Thursday, August 28, 2008

compare and contrast.

a friend of mine told me that a classmate/friend of his collapsed for an unknown reason, fell into a coma, and died this week.

he also told me that he can understand a tenth of how i felt when dad died.

people die every day and some people experience death more than others. and some people experience the unexpected and tragic deaths more than others. i'm not sure where i really fall on the continuum of death, but i find that i kowtow to the unexpected and tragic more than i could ever wish for.

three deaths preceded the one that instilled tremors in my heart. in hindsight, i'm glad i experienced her death before my dad's. it prepared me for dad.

there is something surreal about seeing someone a month before, talking to her three days before, and then reading an article describing her murder the day after her death.

it's also something different to experience that death all alone. and to experience that emotional pain that you weren't ever quite sure you had ever experienced. in a way it's how people describe love. that you don't ever really know it until you have it (and perhaps lost it).

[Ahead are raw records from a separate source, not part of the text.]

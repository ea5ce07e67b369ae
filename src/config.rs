//! Channel configuration.
//!
//! [`ChannelConfig`] is the runtime form, built with fluent setters.
//! [`ChannelOptions`] is the serde-loadable form, for configs that arrive
//! as JSON:
//!
//! ```text
//! { "timeoutMs": 5000,
//!   "encoderOptions": { "headerSize": 4, "maxPayloadSize": 1048576, "poolSize": 4194320 } }
//! ```
//!
//! # Example
//!
//! ```
//! use std::time::Duration;
//! use udsocket_rpc::config::{ChannelConfig, ChannelOptions};
//! use udsocket_rpc::protocol::HeaderFormat;
//!
//! let config = ChannelConfig::new()
//!     .timeout(Duration::from_secs(1))
//!     .header_format(HeaderFormat::Decimal);
//! assert_eq!(config.timeout, Duration::from_secs(1));
//!
//! let options: ChannelOptions =
//!     serde_json::from_str(r#"{"timeoutMs": 250, "encoderOptions": {"headerSize": 7}}"#).unwrap();
//! let config = options.into_config().unwrap();
//! assert_eq!(config.header_format, HeaderFormat::Decimal);
//! ```

use std::fmt;
use std::time::Duration;

use serde::Deserialize;

use crate::codec::{json_serializer, Serializer};
use crate::error::{Result, RpcError};
use crate::protocol::{
    default_arena_size, FrameBuffer, FrameEncoder, HeaderFormat, DEFAULT_MAX_PAYLOAD_SIZE,
};
use crate::writer::WriterConfig;

/// Default call timeout.
pub const DEFAULT_TIMEOUT: Duration = Duration::from_millis(5000);

/// Default socket read buffer size (64 KiB).
pub const DEFAULT_READ_BUFFER_SIZE: usize = 64 * 1024;

/// Per-channel settings. Cloned into every channel a listener accepts.
#[derive(Clone)]
pub struct ChannelConfig {
    /// Deadline for each outgoing call.
    pub timeout: Duration,
    /// Largest payload accepted or produced.
    pub max_payload_size: u32,
    /// Length header layout; both peers must agree.
    pub header_format: HeaderFormat,
    /// Encoder arena size; `None` sizes it from the payload limit.
    pub arena_size: Option<usize>,
    /// Bytes requested per socket read.
    pub read_buffer_size: usize,
    /// Writer task settings.
    pub writer: WriterConfig,
    /// Handlers allowed to run at once; `None` is unlimited.
    pub max_concurrent_handlers: Option<usize>,
    /// Fixed id seed; `None` uses the process seed.
    pub id_seed: Option<u64>,
    /// Envelope serializer for the write path.
    pub serializer: Serializer,
}

impl ChannelConfig {
    /// Configuration with all defaults.
    pub fn new() -> Self {
        Self::default()
    }

    /// Set the call timeout.
    ///
    /// Default: 5000 ms
    pub fn timeout(mut self, timeout: Duration) -> Self {
        self.timeout = timeout;
        self
    }

    /// Set the maximum payload size.
    ///
    /// Default: 1 MiB
    pub fn max_payload_size(mut self, max: u32) -> Self {
        self.max_payload_size = max;
        self
    }

    /// Set the header layout.
    ///
    /// Default: [`HeaderFormat::Binary`]
    pub fn header_format(mut self, format: HeaderFormat) -> Self {
        self.header_format = format;
        self
    }

    /// Set the encoder arena size in bytes.
    pub fn arena_size(mut self, size: usize) -> Self {
        self.arena_size = Some(size);
        self
    }

    /// Set the socket read buffer size.
    ///
    /// Default: 64 KiB
    pub fn read_buffer_size(mut self, size: usize) -> Self {
        self.read_buffer_size = size;
        self
    }

    /// Set the writer channel capacity.
    ///
    /// Default: 1024
    pub fn channel_capacity(mut self, capacity: usize) -> Self {
        self.writer.channel_capacity = capacity;
        self
    }

    /// Set the maximum frames per vectored write.
    ///
    /// Default: 64
    pub fn max_batch_size(mut self, size: usize) -> Self {
        self.writer.max_batch_size = size;
        self
    }

    /// Limit how many handlers may run concurrently.
    ///
    /// Requests over the limit are answered with `EBUSY`.
    /// Default: unlimited
    pub fn max_concurrent_handlers(mut self, limit: usize) -> Self {
        self.max_concurrent_handlers = Some(limit);
        self
    }

    /// Use a fixed seed for call ids instead of the process seed.
    pub fn id_seed(mut self, seed: u64) -> Self {
        self.id_seed = Some(seed);
        self
    }

    /// Replace the envelope serializer.
    pub fn serializer(mut self, serializer: Serializer) -> Self {
        self.serializer = serializer;
        self
    }

    /// Build from serde-loaded options.
    pub fn from_options(options: &ChannelOptions) -> Result<Self> {
        let mut config = Self::default();
        if let Some(ms) = options.timeout_ms {
            config.timeout = Duration::from_millis(ms);
        }

        let encoder = &options.encoder_options;
        if let Some(width) = encoder.header_size {
            config.header_format = HeaderFormat::from_width(width)?;
        }
        if let Some(max) = encoder.max_payload_size {
            config.max_payload_size = max;
        }
        config.arena_size = encoder.pool_size;

        config.validate()?;
        Ok(config)
    }

    /// Reject settings no channel can run with.
    pub fn validate(&self) -> Result<()> {
        if self.timeout.is_zero() {
            return Err(RpcError::Config("timeout must be positive".into()));
        }
        if self.max_payload_size == 0 {
            return Err(RpcError::Config("max payload size must be positive".into()));
        }
        if self.read_buffer_size == 0 {
            return Err(RpcError::Config("read buffer size must be positive".into()));
        }
        if self.max_concurrent_handlers == Some(0) {
            return Err(RpcError::Config(
                "max concurrent handlers must be positive".into(),
            ));
        }
        Ok(())
    }

    /// Arena size actually used by the encoder.
    pub fn effective_arena_size(&self) -> usize {
        self.arena_size
            .unwrap_or_else(|| default_arena_size(self.header_format, self.max_payload_size))
    }

    pub(crate) fn encoder(&self) -> FrameEncoder {
        FrameEncoder::with_arena(
            self.header_format,
            self.max_payload_size,
            self.effective_arena_size(),
        )
    }

    pub(crate) fn decoder(&self) -> FrameBuffer {
        FrameBuffer::with_format(self.header_format, self.max_payload_size)
    }
}

impl Default for ChannelConfig {
    fn default() -> Self {
        Self {
            timeout: DEFAULT_TIMEOUT,
            max_payload_size: DEFAULT_MAX_PAYLOAD_SIZE,
            header_format: HeaderFormat::Binary,
            arena_size: None,
            read_buffer_size: DEFAULT_READ_BUFFER_SIZE,
            writer: WriterConfig::default(),
            max_concurrent_handlers: None,
            id_seed: None,
            serializer: json_serializer(),
        }
    }
}

impl fmt::Debug for ChannelConfig {
    fn fmt(&self, f: &mut fmt::Formatter<'_>) -> fmt::Result {
        f.debug_struct("ChannelConfig")
            .field("timeout", &self.timeout)
            .field("max_payload_size", &self.max_payload_size)
            .field("header_format", &self.header_format)
            .field("arena_size", &self.arena_size)
            .field("read_buffer_size", &self.read_buffer_size)
            .field("writer", &self.writer)
            .field("max_concurrent_handlers", &self.max_concurrent_handlers)
            .field("id_seed", &self.id_seed)
            .finish_non_exhaustive()
    }
}

/// Serde form of [`ChannelConfig`]; unset fields keep their defaults.
#[derive(Debug, Clone, Default, Deserialize)]
#[serde(rename_all = "camelCase")]
pub struct ChannelOptions {
    /// Call timeout in milliseconds.
    #[serde(default)]
    pub timeout_ms: Option<u64>,
    /// Framing settings.
    #[serde(default)]
    pub encoder_options: EncoderOptions,
}

/// Framing part of [`ChannelOptions`].
#[derive(Debug, Clone, Default, Deserialize)]
#[serde(rename_all = "camelCase")]
pub struct EncoderOptions {
    /// Header width: 4 (binary) or 7 (decimal).
    #[serde(default)]
    pub header_size: Option<usize>,
    /// Largest payload in bytes.
    #[serde(default)]
    pub max_payload_size: Option<u32>,
    /// Encoder arena size in bytes.
    #[serde(default)]
    pub pool_size: Option<usize>,
}

impl ChannelOptions {
    /// Convert into a runtime configuration.
    pub fn into_config(self) -> Result<ChannelConfig> {
        ChannelConfig::from_options(&self)
    }
}

#[cfg(test)]
mod tests {
    use super::*;

    #[test]
    fn test_defaults() {
        let config = ChannelConfig::default();
        assert_eq!(config.timeout, Duration::from_millis(5000));
        assert_eq!(config.max_payload_size, 1024 * 1024);
        assert_eq!(config.header_format, HeaderFormat::Binary);
        assert_eq!(config.read_buffer_size, 64 * 1024);
        assert_eq!(config.writer.channel_capacity, 1024);
        assert_eq!(config.writer.max_batch_size, 64);
        assert!(config.max_concurrent_handlers.is_none());
        assert!(config.id_seed.is_none());
        assert_eq!(config.effective_arena_size(), (1024 * 1024 + 4) * 4);
        assert!(config.validate().is_ok());
    }

    #[test]
    fn test_fluent_setters() {
        let config = ChannelConfig::new()
            .timeout(Duration::from_millis(10))
            .max_payload_size(256)
            .header_format(HeaderFormat::Decimal)
            .arena_size(4096)
            .read_buffer_size(512)
            .channel_capacity(8)
            .max_batch_size(2)
            .max_concurrent_handlers(3)
            .id_seed(42);

        assert_eq!(config.timeout, Duration::from_millis(10));
        assert_eq!(config.max_payload_size, 256);
        assert_eq!(config.header_format, HeaderFormat::Decimal);
        assert_eq!(config.effective_arena_size(), 4096);
        assert_eq!(config.read_buffer_size, 512);
        assert_eq!(config.writer.channel_capacity, 8);
        assert_eq!(config.writer.max_batch_size, 2);
        assert_eq!(config.max_concurrent_handlers, Some(3));
        assert_eq!(config.id_seed, Some(42));
    }

    #[test]
    fn test_options_from_json() {
        let options: ChannelOptions = serde_json::from_str(
            r#"{"timeoutMs": 1500,
                "encoderOptions": {"headerSize": 7, "maxPayloadSize": 2048, "poolSize": 8192}}"#,
        )
        .unwrap();

        let config = options.into_config().unwrap();
        assert_eq!(config.timeout, Duration::from_millis(1500));
        assert_eq!(config.header_format, HeaderFormat::Decimal);
        assert_eq!(config.max_payload_size, 2048);
        assert_eq!(config.effective_arena_size(), 8192);
    }

    #[test]
    fn test_empty_options_keep_defaults() {
        let options: ChannelOptions = serde_json::from_str("{}").unwrap();
        let config = options.into_config().unwrap();
        assert_eq!(config.timeout, DEFAULT_TIMEOUT);
        assert_eq!(config.header_format, HeaderFormat::Binary);
    }

    #[test]
    fn test_bad_header_size_is_config_error() {
        let options: ChannelOptions =
            serde_json::from_str(r#"{"encoderOptions": {"headerSize": 2}}"#).unwrap();
        assert!(matches!(options.into_config(), Err(RpcError::Config(_))));
    }

    #[test]
    fn test_validate_rejects_zero_values() {
        assert!(ChannelConfig::new()
            .timeout(Duration::ZERO)
            .validate()
            .is_err());
        assert!(ChannelConfig::new().max_payload_size(0).validate().is_err());
        assert!(ChannelConfig::new()
            .max_concurrent_handlers(0)
            .validate()
            .is_err());
    }
}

she was one of my best and oldest friends, someone i had known since childhood. her death created a chasm in my life and catalyzed significant changes in my world view, religious outlook, and the way i lived my life.

and while that was tragic and painful, it compares little to what it was to lose a parent. that pain ran so deep and was so thorough, i felt steeped in loss.

five months later, i'm still floundering in loss. i forget about it, i push it away, i refuse to acknowledge it.

and at times, i'm drowning in it. barely afloat. water in the lungs.

and then i remember. walking into that room and seeing a mound of body on a table. what was supposed to be dad and just couldn't be dad. grey skin, waxy and thick. mom's screams behind me, choking on her own spit and suffocating in grief.

until i manage to push it away.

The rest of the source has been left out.